A third system has been developed by Clivus Multrum USA, operated by heiress Abby Rockefeller. It uses no water at all; instead, human and kitchen wastes are forced by gravity to flow through a fiber-glass compost box. Over a three-year period, 90 per cent of the waste is vaporized and escapes through an outside vent. What's left at the end of the process is largely odorless humus that can be used for fertilizer.

Any of the systems can help reduce the 52,000 gallons of water a year the average American family of four uses to flush away its 400 gallons of waste. They also will cut water costs. Except for Little John, however, none of the systems is cheap. For example, Monogram (the manufacturer of nearly all toilets used on jetliners) sells its Magic Flush for $3,000, but the company hopes to have the price down to $2,000 in a year. That is still far above the $600 to $800 cost of installing a conventional toilet. Colt says the cost of its system works out to about $800 each for a 150-home development. However, its electric-powered vacuum system can cost as much for power as it saves in water.

SALES

Still, all the companies are confident of future growth — if for no other reason than that conventional toilets cannot be installed in many areas because of restrictions on sewage disposal.

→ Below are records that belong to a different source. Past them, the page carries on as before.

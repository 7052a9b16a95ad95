use once_cell::sync::Lazy;
use serde::{Deserialize, Serialize};
use std::env;

#[derive(Debug, Clone, Serialize, Deserialize)]
pub struct AppConfig {
    pub environment: Environment,
    pub filter: FilterConfig,
    pub database: DatabaseConfig,
    pub api: ApiConfig,
    pub security: SecurityConfig,
}

#[derive(Debug, Clone, PartialEq, Serialize, Deserialize)]
pub enum Environment {
    Development,
    Staging,
    Production,
}

#[derive(Debug, Clone, Serialize, Deserialize)]
pub struct FilterConfig {
    pub debug_logging: bool,
}

#[derive(Debug, Clone, Serialize, Deserialize)]
pub struct DatabaseConfig {
    pub url: String,
    pub max_connections: u32,
    pub connection_timeout: u64,
    pub run_migrations: bool,
    pub enable_query_logging: bool,
}

#[derive(Debug, Clone, Serialize, Deserialize)]
pub struct ApiConfig {
    pub port: u16,
    pub enable_request_logging: bool,
}

#[derive(Debug, Clone, Serialize, Deserialize)]
pub struct SecurityConfig {
    #[serde(skip_serializing)]
    pub jwt_secret: String,
    pub jwt_expiry_hours: u64,
    pub password_hash_cost: u32,
    pub enable_cors: bool,
    pub cors_origins: Vec<String>,
}

impl AppConfig {
    pub fn from_env() -> Self {
        let environment = match env::var("APP_ENV").as_deref() {
            Ok("production") | Ok("prod") => Environment::Production,
            Ok("staging") | Ok("stage") => Environment::Staging,
            _ => Environment::Development,
        };

        match environment {
            Environment::Production => Self::production(),
            Environment::Staging => Self::staging(),
            Environment::Development => Self::development(),
        }
        .with_env_overrides()
    }

    fn with_env_overrides(mut self) -> Self {
        if let Ok(v) = env::var("FILTER_DEBUG_LOGGING") {
            self.filter.debug_logging = v.parse().unwrap_or(self.filter.debug_logging);
        }

        if let Ok(v) = env::var("DATABASE_URL") {
            self.database.url = v;
        }
        if let Ok(v) = env::var("DATABASE_MAX_CONNECTIONS") {
            self.database.max_connections = v.parse().unwrap_or(self.database.max_connections);
        }
        if let Ok(v) = env::var("DATABASE_CONNECTION_TIMEOUT") {
            self.database.connection_timeout = v.parse().unwrap_or(self.database.connection_timeout);
        }
        if let Ok(v) = env::var("DATABASE_RUN_MIGRATIONS") {
            self.database.run_migrations = v.parse().unwrap_or(self.database.run_migrations);
        }
        if let Ok(v) = env::var("DATABASE_ENABLE_QUERY_LOGGING") {
            self.database.enable_query_logging = v.parse().unwrap_or(self.database.enable_query_logging);
        }

        // JOBLY_API_PORT wins over the generic PORT
        if let Some(port) = env::var("JOBLY_API_PORT")
            .ok()
            .or_else(|| env::var("PORT").ok())
            .and_then(|s| s.parse::<u16>().ok())
        {
            self.api.port = port;
        }
        if let Ok(v) = env::var("API_ENABLE_REQUEST_LOGGING") {
            self.api.enable_request_logging = v.parse().unwrap_or(self.api.enable_request_logging);
        }

        if let Ok(v) = env::var("SECRET_KEY") {
            self.security.jwt_secret = v;
        }
        if let Ok(v) = env::var("SECURITY_JWT_EXPIRY_HOURS") {
            self.security.jwt_expiry_hours = v.parse().unwrap_or(self.security.jwt_expiry_hours);
        }
        if let Ok(v) = env::var("SECURITY_PASSWORD_HASH_COST") {
            self.security.password_hash_cost = v.parse().unwrap_or(self.security.password_hash_cost);
        }
        if let Ok(v) = env::var("SECURITY_ENABLE_CORS") {
            self.security.enable_cors = v.parse().unwrap_or(self.security.enable_cors);
        }
        if let Ok(v) = env::var("SECURITY_CORS_ORIGINS") {
            self.security.cors_origins = v.split(',').map(|s| s.trim().to_string()).collect();
        }

        self
    }

    fn development() -> Self {
        Self {
            environment: Environment::Development,
            filter: FilterConfig { debug_logging: true },
            database: DatabaseConfig {
                url: "postgres://localhost:5432/jobly".to_string(),
                max_connections: 10,
                connection_timeout: 30,
                run_migrations: true,
                enable_query_logging: true,
            },
            api: ApiConfig {
                port: 3001,
                enable_request_logging: true,
            },
            security: SecurityConfig {
                jwt_secret: "secret-dev".to_string(),
                jwt_expiry_hours: 24 * 7,
                // low on purpose, dev machines rebuild users constantly
                password_hash_cost: 4,
                enable_cors: true,
                cors_origins: vec!["http://localhost:3000".to_string()],
            },
        }
    }

    fn staging() -> Self {
        Self {
            environment: Environment::Staging,
            filter: FilterConfig { debug_logging: false },
            database: DatabaseConfig {
                url: "postgres://localhost:5432/jobly".to_string(),
                max_connections: 20,
                connection_timeout: 10,
                run_migrations: true,
                enable_query_logging: true,
            },
            api: ApiConfig {
                port: 3001,
                enable_request_logging: true,
            },
            security: SecurityConfig {
                jwt_secret: String::new(),
                jwt_expiry_hours: 24,
                password_hash_cost: 10,
                enable_cors: true,
                cors_origins: vec!["https://staging.example.com".to_string()],
            },
        }
    }

    fn production() -> Self {
        Self {
            environment: Environment::Production,
            filter: FilterConfig { debug_logging: false },
            database: DatabaseConfig {
                url: "postgres://localhost:5432/jobly".to_string(),
                max_connections: 50,
                connection_timeout: 5,
                run_migrations: false,
                enable_query_logging: false,
            },
            api: ApiConfig {
                port: 3001,
                enable_request_logging: false,
            },
            security: SecurityConfig {
                jwt_secret: String::new(),
                jwt_expiry_hours: 4,
                password_hash_cost: 12,
                enable_cors: true,
                cors_origins: vec!["https://app.example.com".to_string()],
            },
        }
    }
}

// Global singleton config - initialized once at startup
pub static CONFIG: Lazy<AppConfig> = Lazy::new(AppConfig::from_env);

pub fn config() -> &'static AppConfig {
    &CONFIG
}

#[macro_export]
macro_rules! is_development {
    () => {
        matches!($crate::config::CONFIG.environment, $crate::config::Environment::Development)
    };
}

#[macro_export]
macro_rules! is_production {
    () => {
        matches!($crate::config::CONFIG.environment, $crate::config::Environment::Production)
    };
}

#[cfg(test)]
mod tests {
    use super::*;

    #[test]
    fn test_default_development_config() {
        let config = AppConfig::development();
        assert!(config.filter.debug_logging);
        assert!(!config.security.jwt_secret.is_empty());
        assert!(config.database.run_migrations);
    }

    #[test]
    fn test_default_production_config() {
        let config = AppConfig::production();
        assert!(!config.filter.debug_logging);
        // production must bring its own SECRET_KEY
        assert!(config.security.jwt_secret.is_empty());
        assert!(config.security.password_hash_cost > AppConfig::development().security.password_hash_cost);
    }

    #[test]
    fn test_secret_is_not_serialized() {
        let value = serde_json::to_value(AppConfig::development()).unwrap();
        assert!(value["security"].get("jwt_secret").is_none());
    }
}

Little John sales, for example, are expected to reach approximately $1 million this year, up from $100,000 two years ago. Among the major firms, Monogram Industries is conceded to have the sales lead thus far; the company has nearly 1,000 units installed on sites ranging from a private home in Santa Fe, N.M., to a sixteen-toilet facility that serves 4,000 visitors a day at the Rocky Mountain National Park in Estes Park, Colo. But Chrysler, which was the first to develop the mineral-oil toilet and is now testing it in about 35 installations, is confident of closing the gap; it considers Monogram a Johnny-come-lately.